Dimmi cosa leggi e ti dirò chi sei. Capita d’entrare per la prima volta a casa di un amico o un’amica, anzi meglio: di un amante, perfino d’un collega, e subito l’occhio cade sulla sua libreria. Questo, almeno, nel caso fortuito in cui le mensole non servano come piano d’appoggio per vasi, quadretti e fotografie. Fatto sta che, più di qualsiasi profilo social, farsi un’idea di una persona attraverso i gusti letterari che ha maturato nel tempo, pur se fasciata dalla consueta vaghezza che avvolge questi piccoli subdoli trucchi, è un’operazione divertente. Spesso illuminante. Ma vengo al punto: in pochi sanno che la biblioteca della scrittrice, Natalia Ginzburg, che negli ultimi anni sta rivivendo – e la gioia! – una nuova seconda vita, così tanto citata discussa e riletta, si trova in un paesino sperduto fra la conca delle montagne aquilane: Pizzoli.
Dopo il revival di cui nel 2019 ha scritto perfino il New Yorker, dopo gli elogi che Sally Rooney ha fatto di “Tutti i nostri ieri”, dopo che Natalie Portman si è immortalata con lo stesso romanzo e dopo che su Instagram ha parlato di “Le piccole virtù”, oggi anche Nanni Moretti sceglie lei, fra gli altri, per la sua prima regia a teatro. In scena, al Carignano di Torino, ci sono due commedie che non calcavano il palco da tanto tempo: “Fragola e panna” e “Dialogo”.
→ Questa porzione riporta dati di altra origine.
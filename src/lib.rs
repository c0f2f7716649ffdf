use axum::{
    http::{Method, Request},
    middleware::{self, Next},
    response::Response,
    routing::get,
    Router,
};
use std::sync::Arc;
use tower_http::cors::{Any, CorsLayer};
use tracing::info;

pub mod config;
pub mod error;
pub mod models;
pub mod proxy;
pub mod rewrite;
pub mod utils;
pub mod viewer;

use config::Config;

pub const USER_AGENT: &str = concat!("map-relay/", env!("CARGO_PKG_VERSION"));

pub struct AppState {
    pub config: Config,
    pub http_client: reqwest::Client,
}

impl AppState {
    pub fn new(config: Config) -> anyhow::Result<Self> {
        let http_client = reqwest::Client::builder().user_agent(USER_AGENT).build()?;
        Ok(Self { config, http_client })
    }
}

async fn log_request_response(req: Request<axum::body::Body>, next: Next) -> Response {
    let path = req.uri().path().to_string();
    let method = req.method().to_string();
    info!("incoming request: {} {}", method, path);
    let response = next.run(req).await;
    info!("request result: {} for {} {}", response.status(), method, path);
    response
}

pub fn app(state: Arc<AppState>) -> Router {
    let cors = CorsLayer::new()
        .allow_origin(Any)
        .allow_methods([Method::GET, Method::OPTIONS]);

    Router::new()
        .route("/api/maptiler/asset/{*path}", get(proxy::maptiler_asset))
        .route("/api/maptiler/{style}", get(proxy::maptiler_style))
        .route("/api/thunderforest/{kind}/{z}/{x}/{y}", get(proxy::thunderforest_tile))
        .route("/api/route", get(proxy::route))
        .layer(middleware::from_fn(log_request_response))
        .layer(cors)
        .with_state(state)
}
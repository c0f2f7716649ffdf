use serde_json::Value;
use std::collections::{BTreeMap, BTreeSet};

use super::{MapSurface, MarkerId, StyleSpec};
use crate::models::{LngLat, LngLatBounds};

#[derive(Debug, Clone, PartialEq)]
pub enum Call {
    SetStyle(StyleSpec),
    FlyTo(LngLat, f64),
    JumpTo(LngLat, f64),
    FitBounds(LngLatBounds, u32),
    AddMarker(MarkerId, LngLat, String),
    RemoveMarker(MarkerId),
    OpenPopup(MarkerId),
    AddSource(String),
    RemoveSource(String),
    AddLayer(String),
    RemoveLayer(String),
    Alert(String),
}

/// Map surface that records every call and tracks what is currently on it.
#[derive(Debug, Default)]
pub struct RecordingSurface {
    pub calls: Vec<Call>,
    pub sources: BTreeMap<String, Value>,
    pub layers: Vec<String>,
    markers: BTreeSet<MarkerId>,
    next_marker: u64,
}

impl RecordingSurface {
    pub fn live_markers(&self) -> usize {
        self.markers.len()
    }

    pub fn alerts(&self) -> Vec<&str> {
        self.calls
            .iter()
            .filter_map(|c| match c {
                Call::Alert(msg) => Some(msg.as_str()),
                _ => None,
            })
            .collect()
    }
}

impl MapSurface for RecordingSurface {
    fn set_style(&mut self, style: &StyleSpec) {
        self.sources.clear();
        self.layers.clear();
        self.calls.push(Call::SetStyle(style.clone()));
    }

    fn fly_to(&mut self, center: LngLat, zoom: f64) {
        self.calls.push(Call::FlyTo(center, zoom));
    }

    fn jump_to(&mut self, center: LngLat, zoom: f64) {
        self.calls.push(Call::JumpTo(center, zoom));
    }

    fn fit_bounds(&mut self, bounds: LngLatBounds, padding: u32) {
        self.calls.push(Call::FitBounds(bounds, padding));
    }

    fn add_marker(&mut self, at: LngLat, label: &str) -> MarkerId {
        let id = MarkerId(self.next_marker);
        self.next_marker += 1;
        self.markers.insert(id);
        self.calls.push(Call::AddMarker(id, at, label.to_string()));
        id
    }

    fn remove_marker(&mut self, marker: MarkerId) {
        assert!(self.markers.remove(&marker), "removed unknown marker {:?}", marker);
        self.calls.push(Call::RemoveMarker(marker));
    }

    fn open_popup(&mut self, marker: MarkerId) {
        self.calls.push(Call::OpenPopup(marker));
    }

    fn add_source(&mut self, id: &str, source: Value) {
        assert!(!self.sources.contains_key(id), "source {} already exists", id);
        self.sources.insert(id.to_string(), source);
        self.calls.push(Call::AddSource(id.to_string()));
    }

    fn remove_source(&mut self, id: &str) {
        assert!(self.sources.remove(id).is_some(), "no source {}", id);
        self.calls.push(Call::RemoveSource(id.to_string()));
    }

    fn add_layer(&mut self, layer: Value) {
        let id = layer["id"].as_str().unwrap_or_default().to_string();
        assert!(!self.layers.contains(&id), "layer {} already exists", id);
        self.layers.push(id.clone());
        self.calls.push(Call::AddLayer(id));
    }

    fn remove_layer(&mut self, id: &str) {
        let before = self.layers.len();
        self.layers.retain(|l| l != id);
        assert!(self.layers.len() < before, "no layer {}", id);
        self.calls.push(Call::RemoveLayer(id.to_string()));
    }

    fn alert(&mut self, message: &str) {
        self.calls.push(Call::Alert(message.to_string()));
    }
}
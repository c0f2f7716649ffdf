#![allow(dead_code)]

use axum::extract::{Path, Query, State};
use axum::http::{header, StatusCode, Uri};
use axum::response::{IntoResponse, Response};
use axum::routing::get;
use axum::Router;
use std::collections::HashMap;
use std::sync::Arc;
use tokio::net::TcpListener;

use map_relay::config::{ApiKeys, Config};
use map_relay::{app, AppState};

pub const MAPTILER_KEY: &str = "MT-SECRET";
pub const THUNDERFOREST_KEY: &str = "TF-SECRET";
pub const ORS_KEY: &str = "ORS-SECRET";

pub const ROUTE_FIXTURE: &str = r#"{"type":"FeatureCollection","features":[{"type":"Feature","geometry":{"type":"LineString","coordinates":[[8.681495,49.41461],[8.686507,49.41943],[8.687872,49.420318]]},"properties":{"summary":{"distance":1369.4,"duration":284.6}}}],"bbox":[8.681495,49.41461,8.687872,49.420318]}"#;
pub const ROUTE_ERROR_FIXTURE: &str = r#"{"error":{"code":2010,"message":"Could not find routable point within a radius of 350.0 meters of specified coordinate 0: 0.0000000 0.0000000."}}"#;

pub const PNG_MAGIC: &[u8] = &[0x89, b'P', b'N', b'G', 0x0d, 0x0a, 0x1a, 0x0a];

pub async fn bind() -> (TcpListener, String) {
    let listener = TcpListener::bind("127.0.0.1:0").await.unwrap();
    let base = format!("http://{}", listener.local_addr().unwrap());
    (listener, base)
}

pub fn spawn(listener: TcpListener, router: Router) {
    tokio::spawn(async move {
        axum::serve(listener, router).await.unwrap();
    });
}

/// Base URL of a port nothing listens on.
pub async fn dead_base() -> String {
    let (listener, base) = bind().await;
    drop(listener);
    base
}

// --- MapTiler stub ---

async fn style_json(
    State(base): State<Arc<String>>,
    Path(style): Path<String>,
    Query(params): Query<HashMap<String, String>>,
) -> Response {
    if params.get("key").map(String::as_str) != Some(MAPTILER_KEY) {
        return (StatusCode::FORBIDDEN, r#"{"message":"Invalid key"}"#).into_response();
    }
    let body = format!(
        r#"{{"version":8,"name":"{style}","sprite":"{base}/fonts/a","glyphs":"{base}/fonts/{{fontstack}}/{{range}}.pbf?key={key}","sources":{{"s":{{"type":"vector","tiles":["{base}/t/{{z}}/{{x}}/{{y}}.pbf?key={key}"]}},"planet":{{"type":"vector","url":"{base}/tiles/v3/tiles.json?key={key}"}}}},"layers":[{{"id":"water","type":"fill","source":"planet","source-layer":"water"}}]}}"#,
        style = style,
        base = base,
        key = MAPTILER_KEY
    );
    ([(header::CONTENT_TYPE, "application/json")], body).into_response()
}

async fn echo_asset(uri: Uri) -> Response {
    let mut body = PNG_MAGIC.to_vec();
    body.extend_from_slice(uri.to_string().as_bytes());
    (
        [
            (header::CONTENT_TYPE, "application/x-protobuf"),
            (header::CACHE_CONTROL, "public, max-age=3600"),
        ],
        body,
    )
        .into_response()
}

pub async fn maptiler_stub() -> String {
    let (listener, base) = bind().await;
    let router = Router::new()
        .route("/maps/{style}/style.json", get(style_json))
        .fallback(echo_asset)
        .with_state(Arc::new(base.clone()));
    spawn(listener, router);
    base
}

// --- Thunderforest stub ---

pub async fn thunderforest_stub() -> String {
    let (listener, base) = bind().await;
    spawn(listener, Router::new().fallback(echo_asset));
    base
}

// --- OpenRouteService stub ---

async fn directions(Query(params): Query<HashMap<String, String>>) -> Response {
    if params.get("api_key").map(String::as_str) != Some(ORS_KEY) {
        return (StatusCode::FORBIDDEN, r#"{"error":"Access to this API has been disallowed"}"#).into_response();
    }
    let (status, body) = match params.get("start").map(String::as_str) {
        Some("0,0") => (StatusCode::NOT_FOUND, ROUTE_ERROR_FIXTURE),
        _ => (StatusCode::OK, ROUTE_FIXTURE),
    };
    (status, [(header::CONTENT_TYPE, "application/geo+json;charset=UTF-8")], body).into_response()
}

pub async fn ors_stub() -> String {
    let (listener, base) = bind().await;
    spawn(listener, Router::new().route("/v2/directions/driving-car", get(directions)));
    base
}

// --- Relay ---

pub struct Vendors {
    pub maptiler: String,
    pub thunderforest: String,
    pub ors: String,
}

impl Vendors {
    pub async fn start() -> Self {
        Self {
            maptiler: maptiler_stub().await,
            thunderforest: thunderforest_stub().await,
            ors: ors_stub().await,
        }
    }

    pub fn config(&self) -> Config {
        Config {
            public_url: Some("http://relay.test".into()),
            maptiler_url: format!("{}/", self.maptiler),
            thunderforest_url: format!("{}/", self.thunderforest),
            openrouteservice_url: format!("{}/v2/directions/driving-car", self.ors),
            keys: ApiKeys {
                maptiler: MAPTILER_KEY.into(),
                thunderforest: THUNDERFOREST_KEY.into(),
                openrouteservice: ORS_KEY.into(),
            },
            ..Config::default()
        }
    }
}

pub async fn relay(config: Config) -> String {
    let (listener, base) = bind().await;
    let state = Arc::new(AppState::new(config).unwrap());
    spawn(listener, app(state));
    base
}
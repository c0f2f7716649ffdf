//! URL rewriting for vendor style documents and asset requests.
//!
//! Styles handed out by the vendor embed its asset host and the account key
//! in every sprite, glyph and tile reference. The relay swaps the host for
//! its own asset route and drops the key, then adds the key back on the way
//! out in [`upstream_asset_url`].

use serde_json::Value;

/// Point `url` at the relay instead of the vendor and strip any `key=`
/// query parameter. URL templates such as `{z}/{x}/{y}` or `{fontstack}`
/// pass through untouched.
pub fn rewrite_asset_url(url: &str, vendor_host_prefix: &str, relay_asset_prefix: &str) -> String {
    let rehosted = match url.strip_prefix(vendor_host_prefix) {
        Some(rest) => format!("{}{}", relay_asset_prefix, rest),
        None => url.to_string(),
    };
    strip_key_param(&rehosted)
}

fn strip_key_param(url: &str) -> String {
    let Some((base, query)) = url.split_once('?') else {
        return url.to_string();
    };
    let kept = query
        .split('&')
        .filter(|param| !param.is_empty() && !is_key_param(param))
        .collect::<Vec<_>>()
        .join("&");
    if kept.is_empty() {
        base.to_string()
    } else {
        format!("{}?{}", base, kept)
    }
}

fn is_key_param(param: &str) -> bool {
    param == "key" || param.starts_with("key=")
}

/// Rewrite every key-bearing reference of a style document in place:
/// `sprite`, `glyphs`, `sources[*].url` and `sources[*].tiles[*]`.
/// Everything else in the document is left as it is.
pub fn rewrite_style(style: &mut Value, vendor_host_prefix: &str, relay_asset_prefix: &str) {
    let rewrite = |s: &mut String| {
        *s = rewrite_asset_url(s, vendor_host_prefix, relay_asset_prefix);
    };

    match style.get_mut("sprite") {
        Some(Value::String(sprite)) => rewrite(sprite),
        // multi-sprite form: [{ "id": "...", "url": "..." }]
        Some(Value::Array(sprites)) => {
            for entry in sprites {
                if let Some(Value::String(url)) = entry.get_mut("url") {
                    rewrite(url);
                }
            }
        }
        _ => {}
    }

    if let Some(Value::String(glyphs)) = style.get_mut("glyphs") {
        rewrite(glyphs);
    }

    if let Some(Value::Object(sources)) = style.get_mut("sources") {
        for source in sources.values_mut() {
            if let Some(Value::String(url)) = source.get_mut("url") {
                rewrite(url);
            }
            if let Some(Value::Array(tiles)) = source.get_mut("tiles") {
                for tile in tiles {
                    if let Value::String(template) = tile {
                        rewrite(template);
                    }
                }
            }
        }
    }
}

/// Rebuild the vendor URL for an asset path received by the relay, adding
/// the key with `&` if the request already carried a query string.
pub fn upstream_asset_url(vendor_base: &str, path: &str, query: Option<&str>, key: &str) -> String {
    let base = vendor_base.trim_end_matches('/');
    let path = path.trim_start_matches('/');
    match query.filter(|q| !q.is_empty()) {
        Some(query) => format!("{}/{}?{}&key={}", base, path, query, key),
        None => format!("{}/{}?key={}", base, path, key),
    }
}
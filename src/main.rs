use std::sync::Arc;
use tokio::net::TcpListener;
use tracing::info;

use map_relay::config::Config;
use map_relay::{app, AppState};

fn main() -> anyhow::Result<()> {
    tracing_subscriber::fmt()
        .with_target(false)
        .compact()
        .init();

    let config = Config::load()?;
    let thread_count = config.thread_count.unwrap_or_else(num_cpus::get);

    info!("starting relay with {} threads", thread_count);

    let runtime = tokio::runtime::Builder::new_multi_thread()
        .worker_threads(thread_count)
        .enable_all()
        .build()?;

    runtime.block_on(async_main(config))
}

async fn async_main(config: Config) -> anyhow::Result<()> {
    let addr = config.listen_addr.clone();
    let state = Arc::new(AppState::new(config)?);

    info!("listening on {}", addr);
    let listener = TcpListener::bind(&addr).await?;
    axum::serve(listener, app(state)).await?;
    Ok(())
}
use crate::{default_shard_count, Error, Result};
use sha2::{Digest, Sha256};

/// The largest shard count a cache accepts.
pub const MAX_SHARD_COUNT: usize = 1 << 16;

/// Maps `key` to a shard index in `0..shard_count`.
///
/// The key bytes are hashed with SHA-256 and the first eight bytes of the
/// digest, read as a big-endian `u64`, are reduced modulo `shard_count`.
/// Using 64 bits of the digest keeps the distribution uniform for shard
/// counts well beyond 256.
///
/// The result depends only on `key` and `shard_count`.
///
/// # Panics
///
/// Panics if `shard_count` is zero. Callers go through [`ShardRouter`], which
/// validates its count up front and never hits this.
pub(crate) fn shard_index(key: &str, shard_count: usize) -> usize {
    assert!(shard_count > 0, "shard count must be at least 1");
    let digest = Sha256::digest(key.as_bytes());
    let mut prefix = [0u8; 8];
    prefix.copy_from_slice(&digest[..8]);
    (u64::from_be_bytes(prefix) % shard_count as u64) as usize
}

/// Routes keys to one of a fixed number of shards.
///
/// This is the public entry point for routing: the shard count is checked
/// once in [`ShardRouter::new`], after which [`ShardRouter::route`] cannot fail.
///
/// # Examples
/// ```
/// use shardcache::{Error, ShardRouter};
///
/// let router = ShardRouter::new(8).unwrap();
/// let idx = router.route("user:42");
/// assert!(idx < 8);
/// assert_eq!(router.route("user:42"), idx);
///
/// assert_eq!(ShardRouter::new(0), Err(Error::ZeroShards));
/// ```
#[derive(Debug, Clone, Copy, PartialEq, Eq)]
pub struct ShardRouter {
    shard_count: usize,
}

impl Default for ShardRouter {
    fn default() -> Self {
        Self {
            shard_count: default_shard_count(),
        }
    }
}

impl ShardRouter {
    /// Creates a router for `shard_count` shards.
    ///
    /// # Errors
    ///
    /// * [`Error::ZeroShards`] if `shard_count` is zero.
    /// * [`Error::TooManyShards`] if `shard_count` exceeds [`MAX_SHARD_COUNT`].
    pub fn new(shard_count: usize) -> Result<Self> {
        if shard_count == 0 {
            return Err(Error::ZeroShards);
        }
        if shard_count > MAX_SHARD_COUNT {
            return Err(Error::TooManyShards {
                requested: shard_count,
                max: MAX_SHARD_COUNT,
            });
        }
        Ok(Self { shard_count })
    }

    pub fn shard_count(&self) -> usize {
        self.shard_count
    }

    #[inline]
    pub fn route(&self, key: &str) -> usize {
        shard_index(key, self.shard_count)
    }
}

#[cfg(test)]
mod tests {
    use super::*;
    use proptest::prelude::*;
    use std::collections::HashSet;

    #[test]
    fn test_router_rejects_invalid_counts() {
        assert_eq!(ShardRouter::new(0), Err(Error::ZeroShards));
        assert_eq!(
            ShardRouter::new(MAX_SHARD_COUNT + 1),
            Err(Error::TooManyShards {
                requested: MAX_SHARD_COUNT + 1,
                max: MAX_SHARD_COUNT,
            })
        );
        assert!(ShardRouter::new(1).is_ok());
        assert!(ShardRouter::new(MAX_SHARD_COUNT).is_ok());
    }

    #[test]
    fn test_single_shard_routes_everything_to_zero() {
        let router = ShardRouter::new(1).unwrap();
        for key in ["", "a", "b", "a much longer key with spaces"] {
            assert_eq!(router.route(key), 0);
        }
    }

    #[test]
    fn test_known_index() {
        // sha256("a") starts with ca978112ca1bbdca.
        let expected = (0xca97_8112_ca1b_bdca_u64 % 3) as usize;
        assert_eq!(shard_index("a", 3), expected);
    }

    #[test]
    fn test_distribution_exceeds_256_buckets() {
        let router = ShardRouter::new(1024).unwrap();
        let used = (0..10_000)
            .map(|i| router.route(&format!("key-{i}")))
            .collect::<HashSet<_>>();
        assert!(used.len() > 256, "only {} buckets used", used.len());
    }

    #[test]
    #[should_panic(expected = "shard count must be at least 1")]
    fn test_shard_index_zero_panics() {
        shard_index("a", 0);
    }

    proptest! {
        #[test]
        fn prop_routing_is_deterministic(key in ".*", n in 1usize..=MAX_SHARD_COUNT) {
            let first = shard_index(&key, n);
            prop_assert!(first < n);
            prop_assert_eq!(shard_index(&key, n), first);
            prop_assert_eq!(ShardRouter::new(n).unwrap().route(&key), first);
        }
    }
}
Cosa c’era sui ripiani di Natalia Ginzburg? Molta letteratura d’oltreoceano. Più di quella italiana. Per la verità, affiancata da un po’ di tutto: saggi, teatro, racconti per l’infanzia e poesia. La biblioteca comunale “Leone e Natalia Ginzburg” si trova nel paese dove l’autrice visse gli ultimi giorni della sua vita in famiglia. Anche se questo, all’epoca, lei non poteva saperlo. Ma lo sa bene chi la ama da sempre, e chi dunque non può non conoscere uno dei suoi scritti più felici e struggenti: “Inverno in Abruzzo” che apre la raccolta di “Le piccole virtù”.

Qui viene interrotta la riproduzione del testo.